Of course. What else? I cough her up and turn back toward the van, where Tim is sitting patiently in the driver’s seat watching me, probably wondering if I’m about to attempt suicide. I bet Dover gets its fair share of them, with the setting so gloomy and the history so bleak. But I’m anything but suicidal. I’m whatever the opposite of suicidal must be.
Hello, cruel world.
That’s my new motto.
Move over, make a space, because maybe I want to come along with you after all.
I spit out the rest of Diana and head back to the van.

OUR INN for that evening is located in the village of Dover proper and, unlike the others, it isn’t an old house that has been converted into a B&B, but rather a series of small cottages.

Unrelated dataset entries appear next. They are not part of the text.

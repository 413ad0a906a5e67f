//! Loopback channel — an in-process platform for tests and local runs.
//!
//! Events are injected by the caller and every outbound send is recorded,
//! so a whole bot can be driven without network access.

use std::sync::Mutex;

use async_trait::async_trait;
use chatmux_core::channel::{BotIdentity, Channel};
use chatmux_core::error::ChannelError;
use chatmux_core::event::InboundEvent;
use tokio::sync::mpsc;
use tracing::debug;

/// One recorded outbound message.
#[derive(Debug, Clone, PartialEq, Eq)]
pub struct SentMessage {
    pub chat_id: i64,
    pub text: String,
    pub reply_to: Option<i64>,
}

/// In-process channel with scripted identity and recorded output.
pub struct LoopbackChannel {
    identity: BotIdentity,
    inject_tx: Mutex<Option<mpsc::Sender<Result<InboundEvent, ChannelError>>>>,
    sent: Mutex<Vec<SentMessage>>,
    typing: Mutex<Vec<i64>>,
    reject_replies: bool,
    fail_connect: bool,
}

impl LoopbackChannel {
    pub fn new(identity: BotIdentity) -> Self {
        Self {
            identity,
            inject_tx: Mutex::new(None),
            sent: Mutex::new(Vec::new()),
            typing: Mutex::new(Vec::new()),
            reject_replies: false,
            fail_connect: false,
        }
    }

    /// Fail every send that carries a reply link, like a platform whose
    /// reply target was deleted.
    pub fn rejecting_replies(mut self) -> Self {
        self.reject_replies = true;
        self
    }

    /// Fail authentication at [`Channel::connect`].
    pub fn failing_connect(mut self) -> Self {
        self.fail_connect = true;
        self
    }

    /// Inject an event as if it came from the platform.
    pub async fn inject(&self, event: InboundEvent) -> Result<(), ChannelError> {
        let tx = self
            .inject_tx
            .lock()
            .map_err(|_| ChannelError::ConnectionLost("Loopback state poisoned".into()))?
            .clone();
        match tx {
            Some(tx) => tx
                .send(Ok(event))
                .await
                .map_err(|_| ChannelError::ConnectionLost("Message channel closed".into())),
            None => Err(ChannelError::ConnectionLost("Channel not started".into())),
        }
    }

    /// Close the inbound stream, ending the bot's receive loop.
    pub fn close(&self) {
        if let Ok(mut tx) = self.inject_tx.lock() {
            tx.take();
        }
    }

    /// Everything sent so far, in order.
    pub fn sent(&self) -> Vec<SentMessage> {
        self.sent.lock().map(|s| s.clone()).unwrap_or_default()
    }

    /// Chats that received a typing indicator, in order.
    pub fn typing(&self) -> Vec<i64> {
        self.typing.lock().map(|t| t.clone()).unwrap_or_default()
    }
}

#[async_trait]
impl Channel for LoopbackChannel {
    fn name(&self) -> &str {
        "loopback"
    }

    async fn connect(&self) -> Result<BotIdentity, ChannelError> {
        if self.fail_connect {
            return Err(ChannelError::AuthenticationFailed {
                channel: "loopback".into(),
                reason: "Unauthorized".into(),
            });
        }
        Ok(self.identity.clone())
    }

    async fn start(
        &self,
    ) -> Result<mpsc::Receiver<Result<InboundEvent, ChannelError>>, ChannelError> {
        let (tx, rx) = mpsc::channel(64);
        let mut inject_tx = self
            .inject_tx
            .lock()
            .map_err(|_| ChannelError::ConnectionLost("Loopback state poisoned".into()))?;
        *inject_tx = Some(tx);
        Ok(rx)
    }

    async fn send(
        &self,
        chat_id: i64,
        text: &str,
        reply_to: Option<i64>,
    ) -> Result<(), ChannelError> {
        if self.reject_replies && reply_to.is_some() {
            return Err(ChannelError::DeliveryFailed {
                channel: "loopback".into(),
                reason: "message to reply not found".into(),
            });
        }
        debug!(chat_id, reply_to = ?reply_to, len = text.len(), "Loopback send");
        if let Ok(mut sent) = self.sent.lock() {
            sent.push(SentMessage {
                chat_id,
                text: text.to_string(),
                reply_to,
            });
        }
        Ok(())
    }

    async fn send_typing(&self, chat_id: i64) -> Result<(), ChannelError> {
        if let Ok(mut typing) = self.typing.lock() {
            typing.push(chat_id);
        }
        Ok(())
    }

    async fn stop(&self) -> Result<(), ChannelError> {
        self.close();
        Ok(())
    }
}

#[cfg(test)]
mod tests {
    use super::*;
    use chatmux_core::event::{ChatKind, ChatRef};

    fn identity() -> BotIdentity {
        BotIdentity {
            id: 777,
            username: "ava_bot".into(),
        }
    }

    #[tokio::test]
    async fn injected_events_reach_the_receiver() {
        let ch = LoopbackChannel::new(identity());
        let mut rx = ch.start().await.unwrap();
        let event = InboundEvent::new(ChatRef::new(1, ChatKind::Private), 3, "hi");
        ch.inject(event.clone()).await.unwrap();
        assert_eq!(rx.recv().await.unwrap().unwrap(), event);

        ch.close();
        assert!(rx.recv().await.is_none());
    }

    #[tokio::test]
    async fn inject_before_start_fails() {
        let ch = LoopbackChannel::new(identity());
        let event = InboundEvent::new(ChatRef::new(1, ChatKind::Private), 3, "hi");
        assert!(ch.inject(event).await.is_err());
    }

    #[tokio::test]
    async fn sends_are_recorded() {
        let ch = LoopbackChannel::new(identity());
        ch.send(5, "hello", Some(9)).await.unwrap();
        assert_eq!(
            ch.sent(),
            vec![SentMessage {
                chat_id: 5,
                text: "hello".into(),
                reply_to: Some(9)
            }]
        );
    }

    #[tokio::test]
    async fn rejecting_replies_only_fails_linked_sends() {
        let ch = LoopbackChannel::new(identity()).rejecting_replies();
        assert!(ch.send(5, "a", Some(1)).await.is_err());
        assert!(ch.send(5, "b", None).await.is_ok());
        assert_eq!(ch.sent().len(), 1);
    }

    #[tokio::test]
    async fn connect_reports_identity_or_fails() {
        assert_eq!(LoopbackChannel::new(identity()).connect().await.unwrap(), identity());
        assert!(LoopbackChannel::new(identity()).failing_connect().connect().await.is_err());
    }
}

The women seem charmed by the notion that each of us will have her own tiny house. But the check-in process takes forever, with the desk clerk gathering us all around what appears to be the inn’s only map, and tracing the route to the various rooms, saying, “And then you are here,” over and over.

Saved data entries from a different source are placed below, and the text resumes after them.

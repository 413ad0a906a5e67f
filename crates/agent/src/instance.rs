//! Bot instance — one bot account, its memory, and its event loop.
//!
//! Instances share nothing: each owns its context store, completion
//! gateway, and channel, so one failing bot never stalls another.

use std::sync::Arc;
use std::time::Duration;

use chatmux_channels::Outbox;
use chatmux_config::{AppConfig, BotConfig, ContextConfig, DeliveryConfig};
use chatmux_core::channel::Channel;
use chatmux_core::error::{ChannelError, Error};
use chatmux_core::event::InboundEvent;
use chatmux_core::provider::Provider;
use chatmux_memory::{ContextStore, StorePolicy};
use chatmux_providers::CompletionGateway;
use chrono::{DateTime, Utc};
use tokio::sync::mpsc;
use tokio::task::{JoinHandle, JoinSet};
use tracing::{error, info, warn};

use crate::assembler::PromptAssembler;
use crate::dispatch::{Cutoff, Dispatcher};

/// A configured but not yet connected bot.
pub struct BotInstance {
    bot: BotConfig,
    context: ContextConfig,
    delivery: DeliveryConfig,
    channel: Arc<dyn Channel>,
    gateway: Arc<CompletionGateway>,
    store: Arc<ContextStore>,
    started_at: DateTime<Utc>,
}

impl BotInstance {
    pub fn new(
        bot: BotConfig,
        config: &AppConfig,
        channel: Arc<dyn Channel>,
        provider: Arc<dyn Provider>,
    ) -> Self {
        let gateway = CompletionGateway::from_config(provider, config, config.model_for(&bot));
        let store = ContextStore::new(StorePolicy {
            max_history: config.context.max_history,
            base_ttl: config.context.base_ttl(),
            active_ttl: config.context.active_ttl(),
        });

        Self {
            bot,
            context: config.context.clone(),
            delivery: config.delivery.clone(),
            channel,
            gateway: Arc::new(gateway),
            store: Arc::new(store),
            started_at: Utc::now(),
        }
    }

    /// Override the process start time used as the staleness cutoff.
    pub fn with_started_at(mut self, started_at: DateTime<Utc>) -> Self {
        self.started_at = started_at;
        self
    }

    pub fn name(&self) -> &str {
        &self.bot.name
    }

    pub fn store(&self) -> &Arc<ContextStore> {
        &self.store
    }

    /// Authenticate, start the sweeper, and open the event stream.
    ///
    /// A failed authentication is fatal for this bot.
    pub async fn start(self) -> Result<RunningBot, Error> {
        let identity = self.channel.connect().await.inspect_err(|e| {
            error!(bot = %self.bot.name, error = %e, "Bot failed to authenticate");
        })?;
        info!(
            bot = %self.bot.name,
            username = %identity.username,
            model = %self.gateway.model(),
            "Bot connected"
        );

        let events = self.channel.start().await?;
        let sweeper = self.store.spawn_sweeper(self.context.sweep_interval());

        let dispatcher = Dispatcher::new(
            self.bot.clone(),
            identity,
            Cutoff::for_bot(&self.bot, self.started_at),
            Arc::clone(&self.store),
            Arc::clone(&self.gateway),
            PromptAssembler::from_config(self.bot.name.clone(), &self.context),
            Outbox::new(
                Arc::clone(&self.channel),
                self.delivery.max_message_length,
                self.delivery.part_delay(),
            ),
        );

        Ok(RunningBot {
            name: self.bot.name,
            channel: self.channel,
            store: self.store,
            dispatcher: Arc::new(dispatcher),
            events,
            sweeper,
        })
    }

    /// Start and run until the event stream ends.
    pub async fn run(self) -> Result<(), Error> {
        self.start().await?.run().await
    }
}

/// A connected bot consuming its event stream.
pub struct RunningBot {
    name: String,
    channel: Arc<dyn Channel>,
    store: Arc<ContextStore>,
    dispatcher: Arc<Dispatcher>,
    events: mpsc::Receiver<Result<InboundEvent, ChannelError>>,
    sweeper: JoinHandle<()>,
}

impl RunningBot {
    pub fn dispatcher(&self) -> &Arc<Dispatcher> {
        &self.dispatcher
    }

    pub fn store(&self) -> &Arc<ContextStore> {
        &self.store
    }

    /// Handle events until the channel closes, one task per event.
    ///
    /// In-flight handlers are awaited before returning.
    pub async fn run(mut self) -> Result<(), Error> {
        let mut handlers = JoinSet::new();

        while let Some(item) = self.events.recv().await {
            match item {
                Ok(event) => {
                    let dispatcher = Arc::clone(&self.dispatcher);
                    handlers.spawn(async move {
                        dispatcher.handle(event).await;
                    });
                }
                Err(e) => warn!(bot = %self.name, error = %e, "Channel error"),
            }

            while let Some(done) = handlers.try_join_next() {
                self.log_handler_exit(done);
            }
        }

        while let Some(done) = handlers.join_next().await {
            self.log_handler_exit(done);
        }

        info!(bot = %self.name, "Event stream closed");
        self.shutdown().await
    }

    fn log_handler_exit(&self, result: Result<(), tokio::task::JoinError>) {
        if let Err(e) = result {
            if e.is_panic() {
                error!(bot = %self.name, "Event handler panicked");
            }
        }
    }

    async fn shutdown(&self) -> Result<(), Error> {
        self.sweeper.abort();
        // Give the channel a moment to flush; a hung stop must not block exit.
        match tokio::time::timeout(Duration::from_secs(5), self.channel.stop()).await {
            Ok(result) => Ok(result?),
            Err(_) => {
                warn!(bot = %self.name, "Channel stop timed out");
                Ok(())
            }
        }
    }
}

#[cfg(test)]
mod tests {
    use super::*;
    use chatmux_providers::testing::ScriptedProvider;
    use chatmux_channels::LoopbackChannel;
    use chatmux_core::channel::BotIdentity;
    use chatmux_core::event::{ChatKind, ChatRef, UserRef};
    use chatmux_memory::{ContextKey, Namespace};

    fn bot_config() -> BotConfig {
        BotConfig {
            name: "Ava".into(),
            telegram_token: "123:abc".into(),
            api_key: None,
            system_prompt: "You are Ava.".into(),
            post_comment_prompt: "Comment: {postText}".into(),
            comment_probability: 1.0,
            ignore_older_than_minutes: None,
            model: Some("persona-model".into()),
        }
    }

    fn identity() -> BotIdentity {
        BotIdentity {
            id: 777,
            username: "ava_bot".into(),
        }
    }

    #[tokio::test]
    async fn failed_authentication_is_fatal() {
        let channel = Arc::new(LoopbackChannel::new(identity()).failing_connect());
        let instance = BotInstance::new(
            bot_config(),
            &AppConfig::default(),
            channel,
            Arc::new(ScriptedProvider::replies([])),
        );
        let err = instance.run().await.unwrap_err();
        assert!(matches!(err, Error::Channel(ChannelError::AuthenticationFailed { .. })));
    }

    #[tokio::test]
    async fn events_are_handled_until_the_stream_closes() {
        let channel = Arc::new(LoopbackChannel::new(identity()));
        let provider = Arc::new(ScriptedProvider::replies(["Hello!"]));
        let instance = BotInstance::new(
            bot_config(),
            &AppConfig::default(),
            channel.clone(),
            provider.clone(),
        );

        let running = instance.start().await.unwrap();
        let event = InboundEvent::new(ChatRef::new(5, ChatKind::Private), 1, "@ava_bot hi")
            .with_sender(UserRef::new(42, "Dana"));
        channel.inject(event).await.unwrap();
        channel.close();

        let store = Arc::clone(running.store());
        running.run().await.unwrap();

        assert_eq!(channel.sent().len(), 1);
        assert_eq!(provider.last_request().unwrap().model, "persona-model");
        let ctx = store
            .get(Namespace::User, &ContextKey::new(5, 42, "Ava"))
            .await
            .unwrap();
        assert_eq!(ctx.message_count, 2);
    }
}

She is making it seem horribly complicated, more complicated than nine tiny houses should be. I take my large brass key and step out into the cobblestone courtyard, running into Tim in the process of delivering the bags. His life must feel like a bloody treadmill. He asks me which cottage is mine—I doubt I’ve heard his voice more than three or four times all week—and I tell him “Eden,” then begin weaving my way among the buildings. They are laid out in a rambling manner, evidently each one turned to take advantage of some particular view, should the sun ever manage to shine on Dover. Claire’s cottage is the first one I pass and through the broad, low window I can see that Tim has already brought her at least the first of her bags. She could never be accused of traveling light, that one, but she waves me in.

The name on her door is “Churchill,” so the cottages must be named after prime ministers, not utopias. I sit down in the room’s only chair, white wicker with a nautical-print cushion, and watch her move clothes from her suitcase to the drawers of her bedside table.

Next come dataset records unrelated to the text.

//! Dispatch policy — deciding whether and how a bot reacts to an event.
//!
//! Every inbound event is classified once:
//!
//! - **ChannelPost**: a post relayed from a channel; the bot may comment
//! - **Direct**: a reply to the bot, or a message mentioning its handle
//! - **Stale**: addressed to the bot, but older than the cutoff
//! - **Ignored**: everything else, including the bot's own messages
//!
//! [`Dispatcher::handle`] never returns an error. Failures are logged with
//! the bot name; for direct messages the user also gets a short notice.

use std::sync::Arc;

use chatmux_channels::Outbox;
use chatmux_config::{BotConfig, MAX_MINUTES};
use chatmux_core::channel::BotIdentity;
use chatmux_core::error::{Error, ProviderError};
use chatmux_core::event::{InboundEvent, mention_spans};
use chatmux_core::message::Role;
use chatmux_memory::{ContextKey, ContextStore, Namespace};
use chatmux_providers::CompletionGateway;
use chrono::{DateTime, Utc};
use tracing::{Instrument, debug, error, info, info_span, warn};
use uuid::Uuid;

use crate::assembler::PromptAssembler;
use crate::topic::TopicInference;

/// Sent instead of a reply that came back empty or near-empty.
pub const FALLBACK_REPLY: &str =
    "Hmm, I'm not sure what to say to that. Could you put it another way?";

const OVERLOADED_NOTICE: &str =
    "I'm a bit overloaded right now. Please try again in a little while.";
const TIMEOUT_NOTICE: &str =
    "That took me too long to answer. Could you try a shorter or simpler request?";
const APOLOGY_NOTICE: &str =
    "Sorry, something went wrong while I was preparing my reply. Please try again later.";

/// How the dispatch policy sees an event.
#[derive(Debug, Clone, Copy, PartialEq, Eq)]
pub enum EventClass {
    ChannelPost,
    Direct,
    Stale,
    Ignored,
}

/// Where "too old to answer" begins.
#[derive(Debug, Clone, Copy, PartialEq, Eq)]
pub enum Cutoff {
    /// Everything sent before this instant (normally process start)
    Since(DateTime<Utc>),
    /// Everything older than this, relative to when it is handled
    MaxAge(chrono::Duration),
}

impl Cutoff {
    pub fn for_bot(bot: &BotConfig, started_at: DateTime<Utc>) -> Self {
        match bot.ignore_older_than_minutes {
            Some(minutes) => {
                let minutes = minutes.min(MAX_MINUTES);
                Self::MaxAge(chrono::Duration::minutes(minutes as i64))
            }
            None => Self::Since(started_at),
        }
    }

    pub fn at(&self, now: DateTime<Utc>) -> DateTime<Utc> {
        match self {
            Self::Since(instant) => *instant,
            Self::MaxAge(age) => now
                .checked_sub_signed(*age)
                .unwrap_or(DateTime::<Utc>::MIN_UTC),
        }
    }
}

/// Classify an event for the bot with the given identity.
pub fn classify(event: &InboundEvent, identity: &BotIdentity, cutoff: DateTime<Utc>) -> EventClass {
    if event.sender_id() == Some(identity.id) {
        return EventClass::Ignored;
    }
    if event.text.trim().is_empty() {
        return EventClass::Ignored;
    }
    if event.is_channel_post() {
        return EventClass::ChannelPost;
    }

    let replies_to_bot = event
        .reply_to
        .as_ref()
        .is_some_and(|target| target.is_from(identity.id));
    if !replies_to_bot && !event.mentions(&identity.username) {
        return EventClass::Ignored;
    }

    if event.timestamp < cutoff {
        EventClass::Stale
    } else {
        EventClass::Direct
    }
}

/// Remove every `@handle` mention (case-insensitive) and trim the rest.
pub fn strip_handle(text: &str, handle: &str) -> String {
    let mut out = String::with_capacity(text.len());
    let mut last = 0;
    for span in mention_spans(text, handle) {
        out.push_str(&text[last..span.start]);
        last = span.end;
    }
    out.push_str(&text[last..]);
    out.trim().to_string()
}

/// Trim a model reply, replacing one that is too short to be useful.
pub fn sanitize_reply(raw: &str) -> String {
    let trimmed = raw.trim();
    if trimmed.chars().count() < 2 {
        FALLBACK_REPLY.to_string()
    } else {
        trimmed.to_string()
    }
}

/// The notice a user gets when no reply could be produced.
pub fn degradation_notice(error: &ProviderError) -> &'static str {
    match error {
        ProviderError::RateLimited { .. } => OVERLOADED_NOTICE,
        ProviderError::Timeout(_) => TIMEOUT_NOTICE,
        _ => APOLOGY_NOTICE,
    }
}

/// Reacts to events on behalf of one bot.
pub struct Dispatcher {
    bot: BotConfig,
    identity: BotIdentity,
    cutoff: Cutoff,
    store: Arc<ContextStore>,
    gateway: Arc<CompletionGateway>,
    topics: TopicInference,
    assembler: PromptAssembler,
    outbox: Outbox,
}

impl Dispatcher {
    pub fn new(
        bot: BotConfig,
        identity: BotIdentity,
        cutoff: Cutoff,
        store: Arc<ContextStore>,
        gateway: Arc<CompletionGateway>,
        assembler: PromptAssembler,
        outbox: Outbox,
    ) -> Self {
        Self {
            topics: TopicInference::new(Arc::clone(&gateway)),
            bot,
            identity,
            cutoff,
            store,
            gateway,
            assembler,
            outbox,
        }
    }

    /// Classify and handle one event. Never fails.
    pub async fn handle(&self, event: InboundEvent) -> EventClass {
        let span = info_span!(
            "event",
            bot = %self.bot.name,
            event_id = %Uuid::new_v4(),
            chat_id = event.chat.id,
            message_id = event.message_id,
        );

        async {
            let class = classify(&event, &self.identity, self.cutoff.at(Utc::now()));
            let result = match class {
                EventClass::ChannelPost => self.on_channel_post(&event).await,
                EventClass::Direct => self.on_direct(&event).await,
                EventClass::Stale => {
                    info!(sent_at = %event.timestamp, "Dropping stale message");
                    Ok(())
                }
                EventClass::Ignored => Ok(()),
            };
            if let Err(e) = result {
                error!(bot = %self.bot.name, kind = ?class, error = %e, "Event handling failed");
            }
            class
        }
        .instrument(span)
        .await
    }

    async fn on_channel_post(&self, event: &InboundEvent) -> Result<(), Error> {
        let probability = self.bot.comment_probability;
        if probability < 1.0 && rand::random::<f64>() >= probability {
            debug!(probability, "Skipping channel post");
            return Ok(());
        }

        let topic = self.topics.infer(&event.text).await;
        let key = ContextKey::new(event.chat.id, event.message_id, &self.bot.name);
        self.store
            .with_context(Namespace::Post, &key, Some(&topic), |_| ())
            .await;

        let prompt = self.assembler.build_post_comment(
            &self.bot.system_prompt,
            &self.bot.post_comment_prompt,
            &event.text,
        );
        let comment = self.gateway.complete(prompt).await?;
        let comment = comment.trim();
        if comment.is_empty() {
            warn!("Empty comment from model, not posting");
            return Ok(());
        }

        let max_history = self.store.policy().max_history;
        self.store
            .with_context(Namespace::Post, &key, None, |ctx| {
                ctx.push(Role::User, event.text.as_str(), max_history);
                ctx.push(Role::Assistant, comment, max_history);
            })
            .await;

        self.outbox
            .deliver(event.chat.id, comment, Some(event.message_id))
            .await?;
        info!(topic = %topic, "Commented on channel post");
        Ok(())
    }

    async fn on_direct(&self, event: &InboundEvent) -> Result<(), Error> {
        let text = strip_handle(&event.text, &self.identity.username);
        if text.is_empty() {
            debug!("Mention without text, ignoring");
            return Ok(());
        }

        let chat_id = event.chat.id;
        let mut topic = None;

        if let Some(post) = event.reply_to.as_ref().filter(|r| r.is_channel_post()) {
            if let Some(post_text) = post.text.as_deref().filter(|t| !t.trim().is_empty()) {
                let inferred = self.topics.infer(post_text).await;
                let post_key = ContextKey::new(chat_id, post.message_id, &self.bot.name);
                self.store
                    .with_context(Namespace::Post, &post_key, Some(&inferred), |_| ())
                    .await;
                topic = Some(inferred);
            }
        }

        let subject = event.sender_id().unwrap_or(chat_id);
        let key = ContextKey::new(chat_id, subject, &self.bot.name);
        let max_history = self.store.policy().max_history;

        let prompt = self
            .store
            .with_context(Namespace::User, &key, topic.as_deref(), |ctx| {
                ctx.mark_active();
                ctx.push(Role::User, text.as_str(), max_history);
                self.assembler.build(ctx, &self.bot.system_prompt)
            })
            .await;

        if let Err(e) = self.outbox.channel().send_typing(chat_id).await {
            debug!(error = %e, "Typing indicator failed");
        }

        let reply = match self.gateway.complete(prompt).await {
            Ok(raw) => sanitize_reply(&raw),
            Err(e) => {
                error!(bot = %self.bot.name, error = %e, "Completion failed");
                self.outbox
                    .deliver(chat_id, degradation_notice(&e), Some(event.message_id))
                    .await?;
                return Ok(());
            }
        };

        self.store
            .with_context(Namespace::User, &key, None, |ctx| {
                ctx.push(Role::Assistant, reply.as_str(), max_history);
            })
            .await;

        let parts = self
            .outbox
            .deliver(chat_id, &reply, Some(event.message_id))
            .await?;
        debug!(parts, "Reply delivered");
        Ok(())
    }
}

“You do that every night?” I ask, although I know she does. It makes no sense to me.

“Just one of my little tics,” she says, with her high, pealing laugh. “I can’t rest until I feel properly settled, and for me being properly settled means not living out of bags.” She frowns down at the black cashmere turtleneck in her hands and says softly to herself, “This one’s past its prime.” And then, to my horror, she tosses it toward the wastebasket beside the bed.